DATA EXTRACTS:
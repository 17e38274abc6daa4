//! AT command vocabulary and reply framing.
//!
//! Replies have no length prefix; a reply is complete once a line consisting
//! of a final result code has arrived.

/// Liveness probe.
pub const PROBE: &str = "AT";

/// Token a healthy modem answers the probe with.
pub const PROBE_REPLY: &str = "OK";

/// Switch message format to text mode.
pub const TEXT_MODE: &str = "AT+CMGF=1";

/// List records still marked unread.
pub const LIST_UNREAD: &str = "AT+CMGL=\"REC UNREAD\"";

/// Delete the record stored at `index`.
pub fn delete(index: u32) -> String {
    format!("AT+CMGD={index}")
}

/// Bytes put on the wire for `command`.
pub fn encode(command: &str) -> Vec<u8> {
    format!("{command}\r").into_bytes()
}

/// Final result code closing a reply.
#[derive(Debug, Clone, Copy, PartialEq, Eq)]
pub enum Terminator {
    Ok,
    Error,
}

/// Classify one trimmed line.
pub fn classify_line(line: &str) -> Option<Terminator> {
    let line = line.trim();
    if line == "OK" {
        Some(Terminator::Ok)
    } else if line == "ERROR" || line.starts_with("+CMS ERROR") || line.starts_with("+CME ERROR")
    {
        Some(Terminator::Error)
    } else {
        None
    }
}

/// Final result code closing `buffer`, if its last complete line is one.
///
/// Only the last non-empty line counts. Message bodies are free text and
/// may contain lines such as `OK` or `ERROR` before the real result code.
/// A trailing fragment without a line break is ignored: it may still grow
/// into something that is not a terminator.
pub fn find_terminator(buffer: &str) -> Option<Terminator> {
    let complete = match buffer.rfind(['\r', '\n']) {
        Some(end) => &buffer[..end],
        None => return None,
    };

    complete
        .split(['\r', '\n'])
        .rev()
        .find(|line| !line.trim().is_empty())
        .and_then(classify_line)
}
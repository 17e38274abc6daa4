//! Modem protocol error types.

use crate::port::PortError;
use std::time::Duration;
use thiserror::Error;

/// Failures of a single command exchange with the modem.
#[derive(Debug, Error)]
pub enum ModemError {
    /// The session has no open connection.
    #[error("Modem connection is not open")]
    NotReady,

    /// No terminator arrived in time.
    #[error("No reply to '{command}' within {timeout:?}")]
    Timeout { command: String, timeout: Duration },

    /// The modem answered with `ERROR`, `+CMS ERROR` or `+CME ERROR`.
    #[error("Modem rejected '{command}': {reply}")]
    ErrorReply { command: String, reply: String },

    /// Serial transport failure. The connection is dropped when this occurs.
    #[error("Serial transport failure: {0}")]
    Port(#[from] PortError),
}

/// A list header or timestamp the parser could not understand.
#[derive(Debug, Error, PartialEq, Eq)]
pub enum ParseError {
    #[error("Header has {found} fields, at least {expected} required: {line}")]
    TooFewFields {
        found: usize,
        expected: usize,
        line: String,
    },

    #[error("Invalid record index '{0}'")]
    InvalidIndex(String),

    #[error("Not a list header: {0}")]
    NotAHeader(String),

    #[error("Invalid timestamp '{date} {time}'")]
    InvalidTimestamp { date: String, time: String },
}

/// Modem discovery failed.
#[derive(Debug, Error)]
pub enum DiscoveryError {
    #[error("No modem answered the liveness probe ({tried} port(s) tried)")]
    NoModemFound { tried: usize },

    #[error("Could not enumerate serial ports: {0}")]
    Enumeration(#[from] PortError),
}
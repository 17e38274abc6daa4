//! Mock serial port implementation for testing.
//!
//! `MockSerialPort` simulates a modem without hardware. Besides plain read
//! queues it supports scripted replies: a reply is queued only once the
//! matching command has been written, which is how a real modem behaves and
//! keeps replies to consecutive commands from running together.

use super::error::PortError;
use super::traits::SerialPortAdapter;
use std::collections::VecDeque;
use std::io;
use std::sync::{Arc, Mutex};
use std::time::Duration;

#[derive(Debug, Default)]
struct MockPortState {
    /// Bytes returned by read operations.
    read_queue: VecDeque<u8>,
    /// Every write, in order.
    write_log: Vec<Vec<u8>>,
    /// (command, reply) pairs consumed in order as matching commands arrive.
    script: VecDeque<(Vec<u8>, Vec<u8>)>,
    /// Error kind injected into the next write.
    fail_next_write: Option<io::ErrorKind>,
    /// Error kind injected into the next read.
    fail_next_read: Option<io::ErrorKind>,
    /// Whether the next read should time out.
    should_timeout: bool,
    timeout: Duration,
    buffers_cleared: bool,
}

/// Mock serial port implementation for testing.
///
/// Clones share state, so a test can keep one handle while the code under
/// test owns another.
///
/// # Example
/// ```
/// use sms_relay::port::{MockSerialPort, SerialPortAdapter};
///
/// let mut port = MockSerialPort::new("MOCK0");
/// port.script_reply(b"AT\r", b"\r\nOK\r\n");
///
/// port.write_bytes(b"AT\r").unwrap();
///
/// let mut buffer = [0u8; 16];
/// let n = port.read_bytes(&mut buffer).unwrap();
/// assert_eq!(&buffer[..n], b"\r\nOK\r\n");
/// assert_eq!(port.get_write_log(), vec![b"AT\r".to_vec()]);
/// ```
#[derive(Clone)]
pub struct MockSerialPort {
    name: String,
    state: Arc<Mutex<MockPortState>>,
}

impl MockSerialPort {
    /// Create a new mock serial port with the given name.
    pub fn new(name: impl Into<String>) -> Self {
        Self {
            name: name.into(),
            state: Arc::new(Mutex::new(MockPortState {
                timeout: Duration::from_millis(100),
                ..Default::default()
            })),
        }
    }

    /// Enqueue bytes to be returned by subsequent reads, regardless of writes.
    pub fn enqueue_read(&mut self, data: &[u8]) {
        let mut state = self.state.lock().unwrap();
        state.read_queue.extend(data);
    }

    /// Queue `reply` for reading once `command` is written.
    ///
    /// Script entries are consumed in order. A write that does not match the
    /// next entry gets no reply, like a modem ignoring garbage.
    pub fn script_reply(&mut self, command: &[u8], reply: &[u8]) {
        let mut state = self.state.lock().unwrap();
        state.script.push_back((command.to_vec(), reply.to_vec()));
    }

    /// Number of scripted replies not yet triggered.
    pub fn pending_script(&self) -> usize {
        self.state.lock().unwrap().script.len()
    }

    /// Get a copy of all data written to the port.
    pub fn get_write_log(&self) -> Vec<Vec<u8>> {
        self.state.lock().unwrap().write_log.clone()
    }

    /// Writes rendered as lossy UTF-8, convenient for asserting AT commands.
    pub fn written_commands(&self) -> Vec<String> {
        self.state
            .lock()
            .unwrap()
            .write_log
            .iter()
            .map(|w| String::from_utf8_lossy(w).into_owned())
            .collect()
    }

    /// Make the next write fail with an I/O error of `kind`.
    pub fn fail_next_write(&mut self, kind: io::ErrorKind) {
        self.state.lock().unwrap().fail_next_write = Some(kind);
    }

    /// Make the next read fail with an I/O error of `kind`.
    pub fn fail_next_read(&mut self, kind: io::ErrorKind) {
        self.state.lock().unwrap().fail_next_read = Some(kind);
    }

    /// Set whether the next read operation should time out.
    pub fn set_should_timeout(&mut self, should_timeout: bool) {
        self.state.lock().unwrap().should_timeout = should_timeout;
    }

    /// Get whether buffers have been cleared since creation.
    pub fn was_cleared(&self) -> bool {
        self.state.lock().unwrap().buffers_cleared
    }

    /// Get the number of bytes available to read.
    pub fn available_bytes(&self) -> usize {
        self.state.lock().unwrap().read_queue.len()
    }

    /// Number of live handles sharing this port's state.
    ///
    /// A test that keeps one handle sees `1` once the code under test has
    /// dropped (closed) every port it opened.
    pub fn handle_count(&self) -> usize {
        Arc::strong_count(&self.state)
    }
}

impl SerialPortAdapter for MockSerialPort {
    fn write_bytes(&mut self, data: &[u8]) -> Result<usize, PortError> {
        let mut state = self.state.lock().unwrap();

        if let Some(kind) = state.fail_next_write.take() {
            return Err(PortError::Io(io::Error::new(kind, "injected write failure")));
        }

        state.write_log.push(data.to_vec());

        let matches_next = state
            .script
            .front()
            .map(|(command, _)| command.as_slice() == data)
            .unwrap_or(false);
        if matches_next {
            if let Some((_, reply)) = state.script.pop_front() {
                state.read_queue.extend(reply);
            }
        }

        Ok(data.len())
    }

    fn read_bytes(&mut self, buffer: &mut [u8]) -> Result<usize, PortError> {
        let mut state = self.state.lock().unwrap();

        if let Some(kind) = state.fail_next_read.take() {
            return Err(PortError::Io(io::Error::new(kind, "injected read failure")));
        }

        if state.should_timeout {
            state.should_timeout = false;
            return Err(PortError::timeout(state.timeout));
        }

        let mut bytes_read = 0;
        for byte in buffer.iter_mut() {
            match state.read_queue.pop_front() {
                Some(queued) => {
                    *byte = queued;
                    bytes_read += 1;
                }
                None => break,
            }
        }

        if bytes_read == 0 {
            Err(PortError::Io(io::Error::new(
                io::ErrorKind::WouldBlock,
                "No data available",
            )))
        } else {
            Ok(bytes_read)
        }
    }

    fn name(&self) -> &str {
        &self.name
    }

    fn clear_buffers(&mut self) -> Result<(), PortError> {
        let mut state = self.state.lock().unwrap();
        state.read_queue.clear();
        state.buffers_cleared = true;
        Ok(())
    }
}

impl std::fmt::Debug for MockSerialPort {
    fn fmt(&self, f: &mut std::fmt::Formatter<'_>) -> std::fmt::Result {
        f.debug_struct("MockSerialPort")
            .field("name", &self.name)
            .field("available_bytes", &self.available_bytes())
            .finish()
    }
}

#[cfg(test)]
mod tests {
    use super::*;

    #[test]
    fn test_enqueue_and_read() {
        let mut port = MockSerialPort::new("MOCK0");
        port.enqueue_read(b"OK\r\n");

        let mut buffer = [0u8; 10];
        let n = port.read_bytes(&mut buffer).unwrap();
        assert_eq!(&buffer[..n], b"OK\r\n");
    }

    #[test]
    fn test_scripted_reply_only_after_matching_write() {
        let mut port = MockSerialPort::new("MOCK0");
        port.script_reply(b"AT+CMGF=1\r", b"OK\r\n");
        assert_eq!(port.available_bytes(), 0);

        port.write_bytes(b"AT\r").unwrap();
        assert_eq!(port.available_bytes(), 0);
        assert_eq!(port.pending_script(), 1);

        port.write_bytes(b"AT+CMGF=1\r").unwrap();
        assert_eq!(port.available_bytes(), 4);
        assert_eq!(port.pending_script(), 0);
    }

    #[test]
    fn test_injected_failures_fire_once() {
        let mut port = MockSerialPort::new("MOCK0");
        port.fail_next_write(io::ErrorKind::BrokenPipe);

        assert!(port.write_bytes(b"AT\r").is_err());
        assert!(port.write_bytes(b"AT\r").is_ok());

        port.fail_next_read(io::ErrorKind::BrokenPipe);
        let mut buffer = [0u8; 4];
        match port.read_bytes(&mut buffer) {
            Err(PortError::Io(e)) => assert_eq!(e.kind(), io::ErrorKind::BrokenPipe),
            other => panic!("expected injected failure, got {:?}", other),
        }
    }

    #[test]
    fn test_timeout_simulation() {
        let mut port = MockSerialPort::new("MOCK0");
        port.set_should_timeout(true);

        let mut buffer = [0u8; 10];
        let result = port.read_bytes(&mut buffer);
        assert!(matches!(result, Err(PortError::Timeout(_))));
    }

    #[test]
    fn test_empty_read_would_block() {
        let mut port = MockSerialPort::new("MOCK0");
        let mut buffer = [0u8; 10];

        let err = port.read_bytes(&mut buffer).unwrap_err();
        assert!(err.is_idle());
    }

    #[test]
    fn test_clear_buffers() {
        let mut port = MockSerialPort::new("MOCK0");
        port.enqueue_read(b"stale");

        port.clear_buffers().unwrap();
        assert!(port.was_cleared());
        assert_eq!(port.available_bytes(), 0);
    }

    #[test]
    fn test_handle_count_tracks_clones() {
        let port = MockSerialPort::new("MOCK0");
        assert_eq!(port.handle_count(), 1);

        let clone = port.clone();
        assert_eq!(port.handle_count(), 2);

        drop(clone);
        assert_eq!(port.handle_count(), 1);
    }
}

PROBLEM TO WORK ON: Everything from the first line above through the line that contains "pub const LIST_UNREAD: &str" should be duplicated exactly, please, and nothing beyond it.

SOLUTION FOR THIS EXERCISE:
repository 17e38274abc6daa4
//! AT command vocabulary and reply framing.
//!
//! Replies have no length prefix; a reply is complete once a line consisting
//! of a final result code has arrived.

/// Liveness probe.
pub const PROBE: &str = "AT";

/// Token a healthy modem answers the probe with.
pub const PROBE_REPLY: &str = "OK";

/// Switch message format to text mode.
pub const TEXT_MODE: &str = "AT+CMGF=1";

/// List records still marked unread.
pub const LIST_UNREAD: &str = "AT+CMGL=\"REC UNREAD\"";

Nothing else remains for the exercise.